Spatula-protected Method


Categories: ESOPHAGOSCOPY FOR FOREIGN BODY
Sources: A Manual Of Peroral Endoscopy And Laryngeal Surgery

Safety-pins in children, point upward,

when lodged high in the cervical esophagus may be readily removed with

the aid of the laryngoscope, or esophageal speculum. The keeper end is

grasped with the alligator forceps, while the spatular tip of the

laryngoscope is worked under the point. Instruments and foreign body

are then removed together. Often the pin point will catch in the

light-chamber where it is very safely lodged. If the pin be then

pulled upon it will straighten out and may be withdrawn through the

tube.



[FIG. 94.--Endogastric version. One of the author's methods of removal

of upward pointed esophageally lodged open safety-pins by passing them

into stomach, where they are turned and removed. The first

illustration (A) shows the rotation forceps before seizing pin by the

ring of the spring end. (Forceps jaws are shown opening in the wrong

diameter.) At B is shown the pin seized in the ring by the points of

the forceps. At C is shown the pin carried into the stomach and about

to be rotated by withdrawal. D, the withdrawal of the pin into the

esophagoscope which will thereby close it. If withdrawn by flat-jawed

forceps as at F, the esophageal wall would be fatally lacerated.]

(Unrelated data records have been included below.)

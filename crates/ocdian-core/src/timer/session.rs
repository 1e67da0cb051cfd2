use serde::{Deserialize, Serialize};

use crate::error::ValidationError;

/// Discrete phase of a countdown session.
///
/// Multi-phase sessions alternate `Primary ⇄ Secondary` (inhale/exhale);
/// single-phase sessions repeat `Primary`.
#[derive(Debug, Clone, Copy, Default, PartialEq, Eq, Serialize, Deserialize)]
#[serde(rename_all = "lowercase")]
pub enum Phase {
    #[default]
    Idle,
    Preparing,
    Primary,
    Secondary,
    Completed,
}

impl Phase {
    /// Phase shown while running the step at `index` of a pass.
    pub fn for_index(index: usize) -> Self {
        if index % 2 == 0 {
            Phase::Primary
        } else {
            Phase::Secondary
        }
    }

    pub fn is_active(self) -> bool {
        matches!(self, Phase::Preparing | Phase::Primary | Phase::Secondary)
    }
}

/// Parameters for one countdown session.
#[derive(Debug, Clone, PartialEq, Eq, Serialize, Deserialize)]
pub struct SessionConfig {
    /// Seconds per phase, in the order they run within a cycle.
    pub phase_durations: Vec<u32>,
    /// Number of full passes through `phase_durations`.
    pub cycles: u32,
    /// Optional "get ready" delay before the first phase. 0 disables it.
    #[serde(default)]
    pub prepare_secs: u32,
    /// Whether `pause`/`resume` are honoured (ERP sessions).
    #[serde(default)]
    pub pausable: bool,
    /// Segment count for exercises that step through content by elapsed time.
    #[serde(default)]
    pub segments: Option<u32>,
}

impl SessionConfig {
    /// A single countdown of `duration_secs`.
    pub fn single(duration_secs: u32) -> Self {
        Self {
            phase_durations: vec![duration_secs],
            cycles: 1,
            prepare_secs: 0,
            pausable: false,
            segments: None,
        }
    }

    /// Two alternating phases repeated `cycles` times.
    pub fn alternating(primary_secs: u32, secondary_secs: u32, cycles: u32) -> Self {
        Self {
            phase_durations: vec![primary_secs, secondary_secs],
            cycles,
            prepare_secs: 0,
            pausable: false,
            segments: None,
        }
    }

    pub fn with_prepare(mut self, secs: u32) -> Self {
        self.prepare_secs = secs;
        self
    }

    pub fn with_segments(mut self, segments: u32) -> Self {
        self.segments = Some(segments);
        self
    }

    pub fn pausable(mut self) -> Self {
        self.pausable = true;
        self
    }

    /// Reject configs that could never complete or divide by zero later.
    pub fn validate(&self) -> Result<(), ValidationError> {
        if self.phase_durations.is_empty() {
            return Err(ValidationError::InvalidTimerConfig(
                "at least one phase is required".into(),
            ));
        }
        if let Some(i) = self.phase_durations.iter().position(|&d| d == 0) {
            return Err(ValidationError::InvalidTimerConfig(format!(
                "phase {i} has zero duration"
            )));
        }
        if self.cycles == 0 {
            return Err(ValidationError::InvalidTimerConfig(
                "cycle count must be positive".into(),
            ));
        }
        if self.segments == Some(0) {
            return Err(ValidationError::InvalidTimerConfig(
                "segment count must be positive".into(),
            ));
        }
        Ok(())
    }

    pub fn phase_count(&self) -> usize {
        self.phase_durations.len()
    }

    pub fn phase_duration(&self, index: usize) -> u32 {
        self.phase_durations.get(index).copied().unwrap_or(0)
    }

    /// Seconds in one pass through all phases.
    pub fn cycle_secs(&self) -> u32 {
        self.phase_durations
            .iter()
            .fold(0u32, |acc, &d| acc.saturating_add(d))
    }

    /// Seconds of active countdown, excluding the prepare delay.
    pub fn total_secs(&self) -> u32 {
        self.cycle_secs().saturating_mul(self.cycles)
    }
}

Double pointed tacks and staples, when lodged point upward, must be

turned so that the points trail on removal. This may be done by

carrying them into the stomach and turning them, as described under

safety-pins.



The extraction of foreign bodies of very large size from the

esophagus is greatly facilitated by the use of general anesthesia,

which relaxes the spasmodic contractions of the esophagus often

occurring when attempt is made to withdraw the foreign body. General

anesthesia, though entirely unnecessary for introduction of the

esophagoscope, in any case may be used if the body is large, sharp,

and rough, in order to prevent laceration through the muscular

contractions otherwise incident to withdrawal.* In exceptional cases

it may be necessary to comminute a large foreign body such as a tooth

plate. A large smooth foreign body may be difficult to seize with

forceps. In this case the mechanical spoon or the author's safety-pin

closer may be used.



* It must always be remembered that large foreign bodies are very

prone to cause dyspnea that renders general anesthesia exceedingly

dangerous especially in children.



[FIG. 95.--Lateral roentgenogram of a safety-pin in a child aged 11

months, demonstrating the esophageal location of the pin in this case

and the great value of the lateral roentgenogram in the localization

of foreign bodies. The pin was removed by the author's method of

endogastric version. (Plate made by George C. Johnston )]



The extraction of meat and other foods from the esophagus at the

level of the upper thoracic aperture is usually readily accomplished

with the esophageal speculum and forceps. In certain cases the

mechanical spoon will be found useful. Should the bolus of food be

lodged at the lower level the esophagoscope will be required.